Wake Forest Demon Deacons (17-3-3 and regular season co-champion)

Men's college soccer player.Austin da Luz (Photo courtesy of Wake Forest Athletics)
Jay Vidovich was adamant early in the season that his squad was not a top 5 team nationally, despite the preseason assertions of TopDrawerSoccer.com and other media outlets, but look who is in the College Cup again.

Vidovich still feels a lot of progress had to take place over the season for this to happen.

“I basically thought the media were full of crap. We lost nine guys to the pros and another player to injury. We were very young and inexperienced and I didn’t see how during preseason time we could be thought to be a top five team,” Vidovich said. “This senior group has filled in a big void with a lot of tremendous players leaving our program. I think they’ve done a tremendous job with leadership and getting us back here to Cary.

“We did everything a lot better,” Vidovich continued in explaining how the team improved. “The way we defended, we were much more compact as a team. We defended with more urgency and attacked. We were finding more ways of getting Zack (Schilawski) the ball to finish and Austin (da Luz) has done a tremendous job of servicing different players.”

Wake’s standout winger Austin da Luz mentioned the senior class helping younger players along as an important part of the team’s progression.
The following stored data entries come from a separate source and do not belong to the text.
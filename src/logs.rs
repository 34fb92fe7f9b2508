//! Tracing setup and read-back of the JSON log file.
//!
//! Every event goes to stdout in the human format and, once the state
//! directory exists, is also appended to `logs.jsonl` as one JSON object per
//! line.  The admin console's Logs tab reads the tail of that file.

use std::fs::{File, OpenOptions};
use std::io::{self, Read, Seek, SeekFrom};
use std::path::Path;
use std::sync::Mutex;

use anyhow::{Context, Result};
use serde::Deserialize;
use serde_json::{Map, Value};
use tracing_subscriber::layer::SubscriberExt;
use tracing_subscriber::util::SubscriberInitExt;
use tracing_subscriber::{fmt, EnvFilter};

// ---------------------------------------------------------------------------
// Subscriber
// ---------------------------------------------------------------------------

/// Install the global subscriber.  `RUST_LOG` overrides the default `info`
/// filter.  Must be called at most once per process.
pub fn init(log_file: Option<&Path>) -> Result<()> {
    let file_layer = match log_file {
        Some(path) => {
            let file = OpenOptions::new()
                .create(true)
                .append(true)
                .open(path)
                .with_context(|| format!("failed to open log file {}", path.display()))?;
            Some(
                fmt::layer()
                    .json()
                    .with_ansi(false)
                    .with_writer(Mutex::new(file)),
            )
        }
        None => None,
    };

    tracing_subscriber::registry()
        .with(EnvFilter::try_from_default_env().unwrap_or_else(|_| EnvFilter::new("info")))
        .with(fmt::layer().with_target(false))
        .with(file_layer)
        .try_init()
        .context("failed to install tracing subscriber")?;

    Ok(())
}

// ---------------------------------------------------------------------------
// Read-back
// ---------------------------------------------------------------------------

/// One line of `logs.jsonl`, flattened for display.
#[derive(Debug, Clone, PartialEq, Eq)]
pub struct LogEntry {
    pub timestamp: String,
    pub level: String,
    pub message: String,
    /// Remaining structured fields as `key=value` pairs.
    pub detail: String,
}

#[derive(Deserialize)]
struct RawLine {
    #[serde(default)]
    timestamp: String,
    #[serde(default)]
    level: String,
    #[serde(default)]
    fields: Map<String, Value>,
}

impl From<RawLine> for LogEntry {
    fn from(mut raw: RawLine) -> Self {
        let message = match raw.fields.remove("message") {
            Some(Value::String(s)) => s,
            Some(other) => other.to_string(),
            None => String::new(),
        };
        let detail = raw
            .fields
            .iter()
            .map(|(k, v)| match v {
                Value::String(s) => format!("{k}={s}"),
                other => format!("{k}={other}"),
            })
            .collect::<Vec<_>>()
            .join(" ");

        // "2026-01-02T03:04:05.123456Z" -> "2026-01-02 03:04:05"
        let timestamp = raw
            .timestamp
            .get(..19)
            .map(|t| t.replacen('T', " ", 1))
            .unwrap_or(raw.timestamp);

        Self {
            timestamp,
            level: raw.level,
            message,
            detail,
        }
    }
}

/// Bytes read per backwards step through the log file.
const TAIL_CHUNK: u64 = 64 * 1024;
/// Most bytes scanned from the end of the log file for one tail.
const TAIL_MAX_SCAN: u64 = 4 * 1024 * 1024;

/// The last `limit` parseable entries of the log at `path`, oldest first.
/// A missing file yields no entries; unparseable lines are skipped.  Only the
/// end of the file is read, so the cost does not grow with the log.
pub fn tail(path: &Path, limit: usize) -> Result<Vec<LogEntry>> {
    let mut file = match File::open(path) {
        Ok(file) => file,
        Err(e) if e.kind() == io::ErrorKind::NotFound => return Ok(Vec::new()),
        Err(e) => {
            return Err(e).with_context(|| format!("failed to open log file {}", path.display()))
        }
    };
    let bytes = read_last_lines(&mut file, limit, TAIL_MAX_SCAN)
        .with_context(|| format!("failed to read log file {}", path.display()))?;
    let text = String::from_utf8_lossy(&bytes);

    let mut entries: Vec<LogEntry> = text
        .lines()
        .rev()
        .filter_map(|line| serde_json::from_str::<RawLine>(line).ok())
        .take(limit)
        .map(LogEntry::from)
        .collect();
    entries.reverse();
    Ok(entries)
}

/// Read whole lines from the end of `file` until more than `lines` newlines
/// are buffered, the start of the file is reached or `max_scan` bytes have
/// been read.  A leading partial line is dropped.
fn read_last_lines(file: &mut File, lines: usize, max_scan: u64) -> io::Result<Vec<u8>> {
    let len = file.metadata()?.len();
    let floor = len.saturating_sub(max_scan);
    let mut start = len;
    let mut buf = Vec::new();

    while start > floor {
        let next = start.saturating_sub(TAIL_CHUNK).max(floor);
        let mut chunk = vec![0u8; (start - next) as usize];
        file.seek(SeekFrom::Start(next))?;
        file.read_exact(&mut chunk)?;
        chunk.extend_from_slice(&buf);
        buf = chunk;
        start = next;
        if buf.iter().filter(|&&b| b == b'\n').count() > lines {
            break;
        }
    }

    if start > 0 {
        match buf.iter().position(|&b| b == b'\n') {
            Some(i) => drop(buf.drain(..=i)),
            None => buf.clear(),
        }
    }
    Ok(buf)
}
“As a senior class we’ve seen just about all there is to see in college soccer. I think bringing in the young guys along is just more of us acting like we’ve been there and showing composure in difficult situations, just kind of setting an example,” he said. “They’re all at Wake Forest for a reason because they show those characteristics and they have the potential to become the players that we like to think we’ve become at this point in our careers.”